Misinformation shared online has come under renewed focus in the UK after violent clashes fueled by suspected far-right agitators erupted after a deadly knife attack on a group of children.
Community leaders, politicians and academics have blamed social media for helping to spread false or unverified information about Monday’s stabbing spree in northern England, which left three children dead and five others critically injured.
The reaction escalated into violence on Tuesday night when a group — believed to include supporters of the far-right English Defence League (EDL) — rioted for several hours in the Merseyside town of Southport where the attack occurred. Police have blamed the disturbances on “many people who do not live in the Merseyside area or care about the people of Merseyside.”
Photo: AP
Doha-based propaganda and hate speech researcher Marc Owen Jones said the spiraling events were particularly susceptible to online misinformation.
“Because of the nature of the tragedy, everyone’s kind of emotional,” he said. “So people react to this news and it spreads really quickly and once it spreads online, it means it’s spreading offline.”
A 17-year-old male suspect born in Wales was arrested soon after the attack at a Taylor Swift-themed dance event in the small seaside town near Liverpool.
Under English law, his age means police cannot release his name or other details.
This vacuum of information is seen as contributing to online speculation and unverified information about his identity, faith and background, including claims that he was Muslim or an immigrant.
Local MP Patrick Hurley blamed Tuesday’s clashes, which injured dozens of officers, on “a swirling morass on social media of lies and propaganda.”
Jones was similarly blunt, calling the response to Monday’s stabbings a “storm of misinformation.”
“You had a bunch of anonymous accounts, making up false facts about the attacker,” he said. “What happened in Southport was just the spark that then ignited what has been months and months of this diffusion of anti-Muslim, anti-immigrant disinformation.”
Posts suggesting that the perpetrator was Muslim or an immigrant were promptly shared by influential far-right accounts, including by former EDL leader Tommy Robinson and the controversial influencer Andrew Tate.
Tate posted a video on X, viewed by about 15 million people, saying an “illegal migrant” carried out the attack.
Andrew Chadwick, an academic of political communication at Loughborough University, said that false claims also then appeared on illegitimate news Web sites that proliferate on social media.
They try to appear as a “legitimate news operation,” but in fact copy and paste stories from other outlets while changing “the wording slightly,” he said.
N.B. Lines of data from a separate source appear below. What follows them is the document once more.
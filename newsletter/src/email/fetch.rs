use indexmap::IndexSet;

use crate::email::client::{header_value, EmailClient, MessageListOptions};
use crate::email::digest_message::{DigestMessage, NO_SENDER, NO_SUBJECT};

/// Message ids from every label, first-seen order, without duplicates.
/// Stops paging a label once `max_per_label` ids were collected for it.
pub async fn list_recent_ids(
    client: &EmailClient,
    labels: &[String],
    days: i64,
    max_per_label: u32,
) -> anyhow::Result<IndexSet<String>> {
    let mut ids = IndexSet::new();

    for label in labels {
        let mut page_token = None;
        let mut collected = 0u32;
        loop {
            let resp = client
                .get_message_list(MessageListOptions {
                    label: Some(label.clone()),
                    newer_than_days: Some(days),
                    page_token,
                    max_results: Some(max_per_label - collected),
                })
                .await?;

            let page = resp.messages.unwrap_or_default();
            collected += page.len() as u32;
            ids.extend(page.into_iter().filter_map(|m| m.id));

            page_token = resp.next_page_token;
            if page_token.is_none() || collected >= max_per_label {
                break;
            }
        }
        tracing::info!("Label {}: {} message(s) in the last {} day(s)", label, collected, days);
    }

    Ok(ids)
}

/// Fetches and extracts every recent message. A message that cannot be
/// fetched or parsed is skipped.
pub async fn fetch_recent(
    client: &EmailClient,
    labels: &[String],
    days: i64,
    max_per_label: u32,
) -> anyhow::Result<Vec<DigestMessage>> {
    let ids = list_recent_ids(client, labels, days, max_per_label).await?;
    let mut messages = Vec::with_capacity(ids.len());

    for id in &ids {
        let message = match client.get_message_by_id(id).await {
            Ok(message) => message,
            Err(e) => {
                tracing::warn!("Skipping message {}: {:?}", id, e);
                continue;
            }
        };
        match DigestMessage::from_gmail_message(message) {
            Ok(message) => messages.push(message),
            Err(e) => tracing::warn!("Could not parse message {}: {:?}", id, e),
        }
    }

    tracing::info!("Fetched {}/{} message(s)", messages.len(), ids.len());
    Ok(messages)
}

/// Logs subject and sender of every recent message without running the
/// pipeline. Returns the number of distinct messages.
pub async fn count_recent(
    client: &EmailClient,
    labels: &[String],
    days: i64,
    max_per_label: u32,
) -> anyhow::Result<usize> {
    let ids = list_recent_ids(client, labels, days, max_per_label).await?;

    for id in &ids {
        match client.get_message_metadata(id).await {
            Ok(message) => tracing::info!(
                "{} | {} | {}",
                id,
                header_value(&message, "From").unwrap_or(NO_SENDER),
                header_value(&message, "Subject").unwrap_or(NO_SUBJECT)
            ),
            Err(e) => tracing::warn!("Could not read metadata for {}: {:?}", id, e),
        }
    }

    Ok(ids.len())
}

#[cfg(test)]
mod tests {
    use super::*;
    use crate::testing::raw_gmail_message;
    use crate::HttpClient;
    use serde_json::json;
    use wiremock::matchers::{method, path, query_param};
    use wiremock::{Mock, MockServer, ResponseTemplate};

    async fn mock_list(server: &MockServer, label: &str, ids: &[&str]) {
        let messages: Vec<_> = ids.iter().map(|id| json!({ "id": id, "threadId": id })).collect();
        Mock::given(method("GET"))
            .and(path("/messages"))
            .and(query_param("q", format!("after:{} label:{}", cutoff(), label)))
            .respond_with(ResponseTemplate::new(200).set_body_json(json!({ "messages": messages })))
            .mount(server)
            .await;
    }

    fn cutoff() -> String {
        (chrono::Utc::now() - chrono::Duration::days(7))
            .format("%Y/%m/%d")
            .to_string()
    }

    async fn mock_raw(server: &MockServer, id: &str, subject: &str) {
        let message = raw_gmail_message(id, "Sender <s@x.com>", subject, "<p>Body text</p>");
        Mock::given(method("GET"))
            .and(path(format!("/messages/{id}")))
            .and(query_param("format", "RAW"))
            .respond_with(
                ResponseTemplate::new(200).set_body_json(serde_json::to_value(&message).unwrap()),
            )
            .mount(server)
            .await;
    }

    #[tokio::test]
    async fn test_fetch_recent_dedupes_and_skips_failures() {
        let server = MockServer::start().await;
        mock_list(&server, "promotions", &["a", "b"]).await;
        mock_list(&server, "updates", &["b", "c"]).await;
        mock_raw(&server, "a", "First").await;
        mock_raw(&server, "b", "Second").await;
        Mock::given(method("GET"))
            .and(path("/messages/c"))
            .respond_with(ResponseTemplate::new(404).set_body_json(json!({
                "error": { "code": 404, "message": "Requested entity was not found." }
            })))
            .mount(&server)
            .await;

        let client = EmailClient::new(HttpClient::new(), "token".to_string())

            .with_api_base(server.uri());
        let labels = vec!["promotions".to_string(), "updates".to_string()];

        let messages = fetch_recent(&client, &labels, 7, 50).await.unwrap();

        let subjects: Vec<_> = messages.iter().map(|m| m.subject.as_str()).collect();
        assert_eq!(subjects, vec!["First", "Second"]);
        assert!(messages[0].body.contains("Body text"));
    }

    #[tokio::test]
    async fn test_count_recent() {
        let server = MockServer::start().await;
        mock_list(&server, "updates", &["x", "y"]).await;
        Mock::given(method("GET"))
            .and(path("/messages/x"))
            .and(query_param("format", "METADATA"))
            .respond_with(ResponseTemplate::new(200).set_body_json(json!({
                "id": "x",
                "payload": { "headers": [{ "name": "Subject", "value": "Hi" }] }
            })))
            .mount(&server)
            .await;

        let client = EmailClient::new(HttpClient::new(), "token".to_string())

            .with_api_base(server.uri());
        let count = count_recent(&client, &["updates".to_string()], 7, 10).await.unwrap();
        assert_eq!(count, 2);
    }
}
use indoc::formatdoc;
use once_cell::sync::Lazy;
use regex::Regex;

use crate::prompt::{Completer, GenerationParams, StageOutcome, UsageRecord};

static RE_CORRECTION: Lazy<Regex> = Lazy::new(|| {
    Regex::new(r#"\*\*(.+?)\*\*:?.*?(?i:the email with the subject)\s*["“]([^"”]+)["”]"#).unwrap()
});

/// One source email as shown to the QA agent.
#[derive(Debug, Clone, PartialEq, Eq)]
pub struct LinkSource {
    pub subject: String,
    pub snippet: String,
    pub link: String,
}

#[derive(Debug, Clone, PartialEq, Eq)]
pub struct Correction {
    pub bullet_summary: String,
    pub correct_subject: String,
}

#[derive(Debug)]
pub struct QaResult {
    /// Generated report, or an empty fallback when the agent failed.
    pub report: StageOutcome<String>,
    pub corrections: Vec<Correction>,
    pub usage: Option<UsageRecord>,
}

pub fn qa_prompt(sources: &[LinkSource], html: &str) -> String {
    let source_list = sources
        .iter()
        .enumerate()
        .map(|(i, s)| {
            format!(
                "{}. Subject: \"{}\"\n   Snippet: {}\n   Link: {}",
                i + 1,
                s.subject,
                s.snippet,
                s.link
            )
        })
        .collect::<Vec<_>>()
        .join("\n");

    formatdoc! {r#"
        You are a quality-assurance agent for a weekly email newsletter.
        Every bullet in the newsletter ends with "Read more here" links that must point to the email the bullet summarizes.

        Source emails (subject, snippet, link):
        {source_list}

        Newsletter HTML:
        {html}

        Tasks:
        1. Check every "here" link against the source list. For each bullet whose link points to the wrong email, write exactly one line in this format:
        **<bolded lead-in of the bullet>**: links to the wrong email; it should link to the email with the subject "<exact subject from the source list>"
        If every link is correct, write "All links verified."
        2. Then give a short critique of the newsletter's overall quality in prose."#}
}

pub fn parse_corrections(report: &str) -> Vec<Correction> {
    report
        .lines()
        .filter_map(|line| RE_CORRECTION.captures(line))
        .filter_map(|caps| {
            let bullet_summary = caps.get(1)?.as_str().trim().trim_end_matches(':').trim();
            let correct_subject = caps.get(2)?.as_str().trim();
            if bullet_summary.is_empty() || correct_subject.is_empty() {
                return None;
            }
            Some(Correction {
                bullet_summary: bullet_summary.to_string(),
                correct_subject: correct_subject.to_string(),
            })
        })
        .collect()
}

pub async fn review_links(
    completer: &impl Completer,
    sources: &[LinkSource],
    html: &str,
    params: GenerationParams,
) -> QaResult {
    let completion = completer.complete(&qa_prompt(sources, html), params).await;

    match completion.usable_text() {
        Some(text) => {
            let corrections = parse_corrections(text);
            tracing::info!("Link QA reported {} correction(s)", corrections.len());
            QaResult {
                report: StageOutcome::Generated(text.to_string()),
                corrections,
                usage: completion.usage,
            }
        }
        None => {
            tracing::warn!("Link QA unavailable: {}", completion.text);
            QaResult {
                report: StageOutcome::Fallback(String::new()),
                corrections: Vec::new(),
                usage: completion.usage,
            }
        }
    }
}

#[cfg(test)]
mod tests {
    use super::*;
    use crate::testing::ScriptedCompleter;

    const PARAMS: GenerationParams = GenerationParams {
        max_output_units: 1500,
        temperature: 0.0,
    };

    #[test]
    fn test_parse_corrections() {
        let report = concat!(
            "Link check:\n",
            "- **AI regulation shift**: links to the wrong email; it should link to the email with the subject \"Policy Weekly\"\n",
            "**Chip supply:** this points elsewhere, the email with the subject “Semis Daily” is correct\n",
            "**Fine bullet**: looks right.\n",
            "Overall the newsletter reads well."
        );

        assert_eq!(
            parse_corrections(report),
            vec![
                Correction {
                    bullet_summary: "AI regulation shift".to_string(),
                    correct_subject: "Policy Weekly".to_string(),
                },
                Correction {
                    bullet_summary: "Chip supply".to_string(),
                    correct_subject: "Semis Daily".to_string(),
                },
            ]
        );
    }

    #[test]
    fn test_parse_no_corrections() {
        assert!(parse_corrections("All links verified.\nGreat issue.").is_empty());
        assert!(parse_corrections("").is_empty());
    }

    #[test]
    fn test_prompt_lists_sources_in_order() {
        let sources = vec![
            LinkSource {
                subject: "First".to_string(),
                snippet: "one".to_string(),
                link: "https://l/1".to_string(),
            },
            LinkSource {
                subject: "Second".to_string(),
                snippet: "two".to_string(),
                link: "https://l/2".to_string(),
            },
        ];
        let prompt = qa_prompt(&sources, "<ul></ul>");
        let first = prompt.find("1. Subject: \"First\"").unwrap();
        let second = prompt.find("2. Subject: \"Second\"").unwrap();
        assert!(first < second);
        assert!(prompt.contains("Link: https://l/2"));
    }

    #[tokio::test]
    async fn test_failed_qa_yields_no_corrections() {
        let completer = ScriptedCompleter::new().otherwise("[Error: quota]");
        let result = review_links(&completer, &[], "<ul></ul>", PARAMS).await;
        assert!(result.report.is_fallback());
        assert!(result.corrections.is_empty());
    }
}
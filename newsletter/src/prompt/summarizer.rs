use indoc::formatdoc;
use once_cell::sync::Lazy;
use regex::Regex;

use crate::prompt::{Completer, GenerationParams, UsageRecord};
use crate::util::truncate_chars;

pub const BULLETS_PER_MESSAGE: usize = 3;

static RE_LIST_MARKER: Lazy<Regex> =
    Lazy::new(|| Regex::new(r"^\s*(?:[-*•·]|\d{1,2}[.)])\s+").unwrap());

#[derive(Debug)]
pub struct SummaryOutcome {
    pub bullet_block: String,
    pub usage: Option<UsageRecord>,
}

pub fn summary_prompt(subject: &str, sender: &str, body: &str, message_id: &str) -> String {
    formatdoc! {r#"
        Summarize the following newsletter email into exactly {count} bullet points for a weekly digest read by a tech/product/VC leader.
        Rules:
        - Put each bullet on its own line.
        - Start every bullet with a short bolded lead-in phrase followed by a colon, e.g. <b>Chip supply tightens:</b> then one or two sentences of explanation.
        - Do not use emoji.
        - Do not number the bullets and do not prefix them with "Point 1:", "Point 2:" or similar.
        - Do not add an introduction or a closing line.

        Email ID: {message_id}
        Subject: {subject}
        Sender: {sender}
        Body: {body}"#,
        count = BULLETS_PER_MESSAGE,
    }
}

/// Non-empty lines of a bullet block with list markers removed.
pub fn bullet_lines(block: &str) -> Vec<String> {
    block
        .lines()
        .map(|line| RE_LIST_MARKER.replace(line, "").trim().to_string())
        .filter(|line| !line.is_empty())
        .collect()
}

/// A sentinel reply yields an empty block, so the message contributes no
/// bullets and no links.
pub async fn summarize_bullets(
    completer: &impl Completer,
    subject: &str,
    sender: &str,
    body: &str,
    message_id: &str,
    body_chars: usize,
    params: GenerationParams,
) -> SummaryOutcome {
    let prompt = summary_prompt(subject, sender, truncate_chars(body, body_chars), message_id);
    let completion = completer.complete(&prompt, params).await;

    let bullet_block = match completion.usable_text() {
        Some(text) => text.to_string(),
        None => {
            tracing::warn!(
                "No summary for message {} ({}): {}",
                message_id,
                subject,
                completion.text
            );
            String::new()
        }
    };

    SummaryOutcome {
        bullet_block,
        usage: completion.usage,
    }
}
The spread of misinformation also involves “strategic interventions” by people, Chadwick said.
In this case, those sharing unverified information used witness accounts of the attacks to foment anger.
They “promote their agenda and their particular take, even if that might be based on false information and is biased,” he said.
Chadwick also blamed MPs like Nigel Farage for using “ambiguous language” that “further validates” the opinions and distrust of those attracted to conspiracies and false claims.
After police said the incident was not being treated as terror-related, Farage posted a statement on X questioning whether the “truth is being withheld from us.”
Condemning the “extensive” spread of false information, British Home Secretary Yvette Cooper on Tuesday said that social media companies “need to take some responsibility.”
One claim being shared was that the perpetrator had a Muslim-sounding name. Local police clarified before the clashes that the name being shared was “incorrect.”
“What was most disappointing about what happened yesterday was how slow the response was from X,” Chadwick said.
A post still up on the anti-immigrant account “EuropeInvasion” uses the false name and claims the attacker was a Muslim who came to the UK “by boat last year.” The X post has 1.4 million views.
Other X posts sharing different images of men of ethnic backgrounds and claiming them to be the attacker have “community notes” written by X users refuting the false claims.
However, community notes are “not enough on their own,” and X needs to “step up and show more social responsibility,” Chadwick said.
“Much of the fault lies with social media companies and their unwillingness to police the hate speech and disinformation on their platforms,” Jones added. “There has always been people full of hate in history. The question is, what gives them a platform?”